Filter the listing below, copying every line in which the word "FromStr" appears.

[Start of Attachment]

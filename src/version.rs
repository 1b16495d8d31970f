//! Dotted-quad version arithmetic.
//!
//! Assembly metadata carries four-component versions
//! (`major.minor.build.revision`). Bumping a component cascades a reset to
//! zero on every component of lower significance.

use crate::error::{PublishError, Result};
use regex::Regex;
use std::fmt;
use std::str::FromStr;

/// Four-component assembly version
#[derive(Debug, Clone, Copy, PartialEq, Eq, PartialOrd, Ord)]
pub struct Version {
    pub major: u32,
    pub minor: u32,
    pub build: u32,
    pub revision: u32,
}

/// The version slot targeted by a bump
#[derive(Debug, Clone, Copy, PartialEq, Eq)]
pub enum BumpMode {
    Major,
    Minor,
    Build,
    Revision,
}

/// Direction of a version transition
#[derive(Debug, Clone, Copy, PartialEq, Eq)]
pub enum Direction {
    Increase,
    Decrease,
}

impl Version {
    /// Create a new version
    pub fn new(major: u32, minor: u32, build: u32, revision: u32) -> Self {
        Version {
            major,
            minor,
            build,
            revision,
        }
    }

    /// Parse a version from a dotted-quad string (e.g., "2.4.0.13").
    ///
    /// Surrounding whitespace is trimmed. The input must consist of exactly
    /// four dot-separated non-negative integers; anything else is rejected.
    pub fn parse(text: &str) -> Result<Self> {
        let trimmed = text.trim();

        let matches_shape = Regex::new(r"^\d+\.\d+\.\d+\.\d+$")
            .map(|re| re.is_match(trimmed))
            .unwrap_or(false);
        if !matches_shape {
            return Err(PublishError::version(format!(
                "'{}' - expected four dot-separated numbers (W.X.Y.Z)",
                text.trim()
            )));
        }

        let parts: Vec<&str> = trimmed.split('.').collect();

        let major = parts[0]
            .parse::<u32>()
            .map_err(|_| PublishError::version(format!("Invalid major component: {}", parts[0])))?;
        let minor = parts[1]
            .parse::<u32>()
            .map_err(|_| PublishError::version(format!("Invalid minor component: {}", parts[1])))?;
        let build = parts[2]
            .parse::<u32>()
            .map_err(|_| PublishError::version(format!("Invalid build component: {}", parts[2])))?;
        let revision = parts[3].parse::<u32>().map_err(|_| {
            PublishError::version(format!("Invalid revision component: {}", parts[3]))
        })?;

        Ok(Version {
            major,
            minor,
            build,
            revision,
        })
    }

    /// Apply a bump to the slot named by `mode`, cascading a reset to zero on
    /// every lower-order component. Components above the bumped slot are left
    /// untouched.
    ///
    /// A decrease on a component already at zero clamps at zero, so all four
    /// components stay non-negative after any transition.
    pub fn bump(&self, mode: BumpMode, direction: Direction) -> Self {
        let step = |component: u32| match direction {
            Direction::Increase => component + 1,
            Direction::Decrease => component.saturating_sub(1),
        };

        match mode {
            BumpMode::Major => Version {
                major: step(self.major),
                minor: 0,
                build: 0,
                revision: 0,
            },
            BumpMode::Minor => Version {
                major: self.major,
                minor: step(self.minor),
                build: 0,
                revision: 0,
            },
            BumpMode::Build => Version {
                major: self.major,
                minor: self.minor,
                build: step(self.build),
                revision: 0,
            },
            BumpMode::Revision => Version {
                major: self.major,
                minor: self.minor,
                build: self.build,
                revision: step(self.revision),
            },
        }
    }
}

impl fmt::Display for Version {
    fn fmt(&self, f: &mut fmt::Formatter<'_>) -> fmt::Result {
        write!(
            f,
            "{}.{}.{}.{}",
            self.major, self.minor, self.build, self.revision
        )
    }
}

impl BumpMode {
    /// Slot name as it appears in commit messages and tag annotations
    pub fn name(&self) -> &'static str {
        match self {
            BumpMode::Major => "major",
            BumpMode::Minor => "minor",
            BumpMode::Build => "build",
            BumpMode::Revision => "revision",
        }
    }
}

impl FromStr for BumpMode {
    type Err = PublishError;

    fn from_str(s: &str) -> Result<Self> {
        match s {
            "major" => Ok(BumpMode::Major),
            "minor" => Ok(BumpMode::Minor),
            "build" => Ok(BumpMode::Build),
            "revision" => Ok(BumpMode::Revision),
            other => Err(PublishError::mode(other.to_string())),
        }
    }
}

impl fmt::Display for BumpMode {
    fn fmt(&self, f: &mut fmt::Formatter<'_>) -> fmt::Result {
        f.write_str(self.name())
    }
}

/// Parse `current`, apply the transition, and serialize the result.
pub fn bump(current: &str, mode: BumpMode, direction: Direction) -> Result<String> {
    Ok(Version::parse(current)?.bump(mode, direction).to_string())
}

/// Increase the slot named by `mode`
pub fn up(current: &str, mode: BumpMode) -> Result<String> {
    bump(current, mode, Direction::Increase)
}

/// Decrease the slot named by `mode`
pub fn down(current: &str, mode: BumpMode) -> Result<String> {
    bump(current, mode, Direction::Decrease)
}

#[cfg(test)]
mod tests {
    use super::*;

    #[test]
    fn test_version_parse() {
        let v = Version::parse("2.4.0.13").unwrap();
        assert_eq!(v.major, 2);
        assert_eq!(v.minor, 4);
        assert_eq!(v.build, 0);
        assert_eq!(v.revision, 13);
    }

    #[test]
    fn test_version_parse_trims_whitespace() {
        let v = Version::parse("  1.2.3.4\n").unwrap();
        assert_eq!(v, Version::new(1, 2, 3, 4));
    }

    #[test]
    fn test_version_parse_three_components_rejected() {
        assert!(matches!(
            Version::parse("1.2.3"),
            Err(PublishError::Version(_))
        ));
    }

    #[test]
    fn test_version_parse_five_components_rejected() {
        assert!(Version::parse("1.2.3.4.5").is_err());
    }

    #[test]
    fn test_version_parse_non_numeric_rejected() {
        assert!(matches!(
            Version::parse("a.b.c.d"),
            Err(PublishError::Version(_))
        ));
        assert!(Version::parse("1.2.3.x").is_err());
        assert!(Version::parse("").is_err());
    }

    #[test]
    fn test_version_parse_negative_rejected() {
        assert!(Version::parse("-1.2.3.4").is_err());
    }

    #[test]
    fn test_round_trip_canonicalizes_leading_zeros() {
        let v = Version::parse("01.002.0.09").unwrap();
        assert_eq!(v.to_string(), "1.2.0.9");
    }

    #[test]
    fn test_up_major_cascades() {
        assert_eq!(up("2.4.0.13", BumpMode::Major).unwrap(), "3.0.0.0");
    }

    #[test]
    fn test_up_minor_cascades() {
        assert_eq!(up("2.4.0.13", BumpMode::Minor).unwrap(), "2.5.0.0");
    }

    #[test]
    fn test_up_build_cascades() {
        assert_eq!(up("2.4.0.13", BumpMode::Build).unwrap(), "2.4.1.0");
    }

    #[test]
    fn test_up_revision_no_cascade() {
        assert_eq!(up("2.4.0.13", BumpMode::Revision).unwrap(), "2.4.0.14");
    }

    #[test]
    fn test_up_from_zero() {
        assert_eq!(up("0.0.0.0", BumpMode::Major).unwrap(), "1.0.0.0");
    }

    #[test]
    fn test_down_revision() {
        assert_eq!(down("2.4.0.13", BumpMode::Revision).unwrap(), "2.4.0.12");
    }

    #[test]
    fn test_down_clamps_at_zero() {
        assert_eq!(down("1.0.0.0", BumpMode::Minor).unwrap(), "1.0.0.0");
        assert_eq!(down("0.0.0.0", BumpMode::Major).unwrap(), "0.0.0.0");
    }

    #[test]
    fn test_down_after_up_is_identity() {
        // Holds when the bumped slot does not hit the zero clamp and the
        // slots below it are already zero (the up cascade wipes them).
        for mode in [
            BumpMode::Major,
            BumpMode::Minor,
            BumpMode::Build,
            BumpMode::Revision,
        ] {
            let start = "3.0.0.0";
            let bumped = up(start, mode).unwrap();
            let reverted = down(&bumped, mode).unwrap();
            assert_eq!(
                reverted, start,
                "down(up({}, {})) should return the original",
                start, mode
            );
        }
    }

    #[test]
    fn test_lower_bumps_never_touch_higher_slots() {
        for mode in [BumpMode::Build, BumpMode::Revision] {
            let v = Version::parse("7.3.2.9").unwrap().bump(mode, Direction::Increase);
            assert_eq!(v.major, 7);
            assert_eq!(v.minor, 3);
        }
    }

    #[test]
    fn test_bump_mode_from_str() {
        assert_eq!("major".parse::<BumpMode>().unwrap(), BumpMode::Major);
        assert_eq!("revision".parse::<BumpMode>().unwrap(), BumpMode::Revision);
    }

    #[test]
    fn test_bump_mode_unknown_rejected() {
        assert!(matches!(
            "epoch".parse::<BumpMode>(),
            Err(PublishError::Mode(_))
        ));
        // Canonical names only; aliasing is the caller's job
        assert!("patch".parse::<BumpMode>().is_err());
        assert!("Major".parse::<BumpMode>().is_err());
    }

    #[test]
    fn test_bump_string_entry_point() {
        assert_eq!(
            bump("1.0.0.0", BumpMode::Revision, Direction::Increase).unwrap(),
            "1.0.0.1"
        );
        assert!(bump("1.0.0", BumpMode::Major, Direction::Increase).is_err());
    }
}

[End of Attachment]

Problem solution:
use std::str::FromStr;
impl FromStr for BumpMode {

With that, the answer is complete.